(Data to examine)
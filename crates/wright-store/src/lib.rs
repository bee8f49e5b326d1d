pub mod compacting;
pub mod error;
pub mod file;
pub mod list;
pub mod memory;
pub mod tokens;

pub use compacting::{CompactingListStore, CompactionStats, StoreConfig, PRIMABLE_TAGS};
pub use error::StoreError;
pub use file::FileListStore;
pub use list::ListStore;
pub use memory::MemoryListStore;
pub use tokens::{CharEstimator, TokenCounter};
#[cfg(test)]
mod tests {
    use super::*;
    use crate::memory::MemoryListStore;
    use crate::tokens::CharEstimator;

    fn store(threshold: usize, ratio: f64) -> (Arc<MemoryListStore>, CompactingListStore) {
        let backend = Arc::new(MemoryListStore::new());
        let compacting = CompactingListStore::new(
            backend.clone(),
            Arc::new(CharEstimator),
            StoreConfig {
                compact_threshold_tokens: threshold,
                compact_target_ratio: ratio,
                compaction_lock_timeout: Duration::from_millis(50),
                compaction_check_interval: Duration::ZERO,
            },
        );
        (backend, compacting)
    }

    /// A message of exactly `tokens` tokens under the char estimator.
    fn sized(role: Role, tokens: usize, tag: &str) -> Message {
        let body = format!("{tag}{}", "x".repeat(tokens * 4 - tag.len()));
        Message {
            role,
            content: wright_core::messages::MessageContent::Text(body),
        }
    }

    #[test]
    fn below_threshold_is_untouched() {
        let (backend, store) = store(100, 0.5);
        store.rpush("k", vec![sized(Role::User, 10, "")]).unwrap();
        let stats = store.perform_compaction("k").unwrap();
        assert_eq!(stats, CompactionStats::unchanged(10));
        assert_eq!(backend.all("k").unwrap().len(), 1);
    }

    #[test]
    fn primable_removed_first() {
        let (backend, store) = store(100, 0.5);
        backend
            .rpush(
                "k",
                vec![
                    sized(Role::User, 20, ""),
                    sized(Role::User, 70, "<environment-details>"),
                    sized(Role::Assistant, 20, ""),
                ],
            )
            .unwrap();

        let stats = store.perform_compaction("k").unwrap();
        assert_eq!(stats.original_tokens, 110);
        assert_eq!(stats.new_tokens, 40);
        assert_eq!(stats.removed_messages, 1);
        let left = backend.all("k").unwrap();
        assert_eq!(left.len(), 2);
        assert!(left.iter().all(|m| !m.contains("<environment-details>")));
    }

    #[test]
    fn evicts_oldest_but_keeps_system() {
        let (backend, store) = store(100, 0.3);
        backend
            .rpush(
                "k",
                vec![
                    sized(Role::System, 10, ""),
                    sized(Role::User, 30, "first"),
                    sized(Role::Assistant, 30, "second"),
                    sized(Role::User, 15, "third"),
                    sized(Role::Assistant, 15, "fourth"),
                ],
            )
            .unwrap();

        let stats = store.perform_compaction("k").unwrap();
        assert_eq!(stats.original_tokens, 100);
        assert!(stats.new_tokens <= 30);
        let left = backend.all("k").unwrap();
        assert_eq!(left[0].role, Role::System);
        assert!(left.iter().all(|m| !m.contains("first") && !m.contains("second")));
        assert!(left.last().unwrap().contains("fourth"));
        assert_eq!(stats.removed_messages, 5 - left.len());
    }

    #[test]
    fn push_triggers_compaction() {
        let (backend, store) = store(50, 0.4);
        store.rpush("k", vec![sized(Role::User, 30, "")]).unwrap();
        assert_eq!(backend.all("k").unwrap().len(), 1);
        store.rpush("k", vec![sized(Role::User, 30, "")]).unwrap();
        let left = backend.all("k").unwrap();
        assert_eq!(left.len(), 0);
        assert_eq!(store.last_token_count("k"), Some(0));
    }

    #[test]
    fn throttle_skips_rapid_checks() {
        let backend = Arc::new(MemoryListStore::new());
        let store = CompactingListStore::new(
            backend.clone(),
            Arc::new(CharEstimator),
            StoreConfig {
                compact_threshold_tokens: 10,
                compact_target_ratio: 0.5,
                compaction_lock_timeout: Duration::from_millis(50),
                compaction_check_interval: Duration::from_secs(3600),
            },
        );
        store.rpush("k", vec![sized(Role::User, 2, "")]).unwrap();
        // Over threshold now, but the check ran moments ago.
        store.rpush("k", vec![sized(Role::User, 20, "")]).unwrap();
        assert_eq!(backend.all("k").unwrap().len(), 2);
        assert_eq!(store.token_count("k").unwrap(), 22);
    }

    #[test]
    fn lock_timeout_reports_zeros() {
        let (backend, store) = store(10, 0.5);
        backend.rpush("k", vec![sized(Role::User, 20, "")]).unwrap();
        let lock = store.key_lock("k");
        let _held = lock.lock();
        let stats = store.perform_compaction("k").unwrap();
        assert_eq!(stats, CompactionStats::default());
        assert_eq!(backend.all("k").unwrap().len(), 1);
    }

    /// Counts like `CharEstimator` but takes `delay` per message.
    struct SlowCounter {
        delay: Duration,
    }

    impl TokenCounter for SlowCounter {
        fn count_message(&self, message: &Message) -> usize {
            std::thread::sleep(self.delay);
            CharEstimator.count_message(message)
        }
    }

    #[test]
    fn push_does_not_wait_for_running_compaction() {
        let backend = Arc::new(MemoryListStore::new());
        let store = Arc::new(CompactingListStore::new(
            backend.clone(),
            Arc::new(SlowCounter {
                delay: Duration::from_millis(100),
            }),
            StoreConfig {
                compact_threshold_tokens: 30,
                compact_target_ratio: 0.5,
                compaction_lock_timeout: Duration::from_millis(50),
                compaction_check_interval: Duration::from_secs(3600),
            },
        ));
        backend
            .rpush(
                "k",
                vec![
                    sized(Role::User, 20, "old"),
                    sized(Role::Assistant, 20, "older"),
                    sized(Role::User, 5, "recent"),
                ],
            )
            .unwrap();
        // Arm the throttle so the push below does not run its own check.
        store.last_check.insert("k".to_string(), Instant::now());

        let compactor = {
            let store = store.clone();
            std::thread::spawn(move || store.perform_compaction("k").unwrap())
        };
        std::thread::sleep(Duration::from_millis(50));

        let started = Instant::now();
        store.rpush("k", vec![sized(Role::User, 2, "appended")]).unwrap();
        let waited = started.elapsed();

        let stats = compactor.join().unwrap();
        assert!(waited < Duration::from_millis(50), "push waited {waited:?}");
        assert!(stats.removed_messages > 0);

        let left = backend.all("k").unwrap();
        assert!(left.last().unwrap().contains("appended"));
        assert!(left.iter().all(|m| !m.contains("older")));
        assert!(left.iter().any(|m| m.contains("recent")));
    }

    #[test]
    fn kept_messages_stay_in_order() {
        let (backend, store) = store(40, 0.5);
        backend
            .rpush(
                "k",
                vec![
                    sized(Role::System, 5, "sys"),
                    sized(Role::User, 30, "big"),
                    sized(Role::User, 5, "a"),
                    sized(Role::Assistant, 5, "b"),
                ],
            )
            .unwrap();
        store.perform_compaction("k").unwrap();
        let left: Vec<String> = backend.all("k").unwrap().iter().map(|m| m.text()[..3].to_string()).collect();
        assert_eq!(left, vec!["sys", "axx", "bxx"]);
    }

    #[test]
    fn target_is_threshold_times_ratio() {
        let config = StoreConfig::default();
        assert_eq!(config.target_tokens(), 9_000);
    }
}
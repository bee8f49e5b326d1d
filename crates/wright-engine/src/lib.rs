//! # wright-engine
//!
//! The agent runtime.
//!
//! - **Parser**: model text fragments -> text, thinking and tool events
//! - **Event bus**: typed pub/sub between components
//! - **Coordinator**: runs parsed tool calls concurrently while the stream continues
//! - **File operations**: turn-scoped change log with pre- and post-commit hooks
//! - **Memory**: conversation history on a token budget
//! - **Orchestrator**: model call -> tools -> commit -> next step

#![deny(unsafe_code)]

pub mod config;
pub mod coordinator;
pub mod error;
pub mod event_bus;
pub mod file_ops;
pub mod hooks;
pub mod ignore_rules;
pub mod memory;
pub mod orchestrator;
pub mod parser;
pub mod registry;
pub mod services;
pub mod state;
pub mod stream_processor;
pub mod tools;

pub use config::AgentConfig;
pub use error::{ConfigError, EngineError, FileOpError};
pub use event_bus::EventBus;
pub use orchestrator::{Collaborators, Orchestrator};
pub use parser::MessageParser;
pub use stream_processor::EventSink;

(Work order) Show each line in the data where the string "compactor" appears.

(Answer space)
        let compactor = {
        let stats = compactor.join().unwrap();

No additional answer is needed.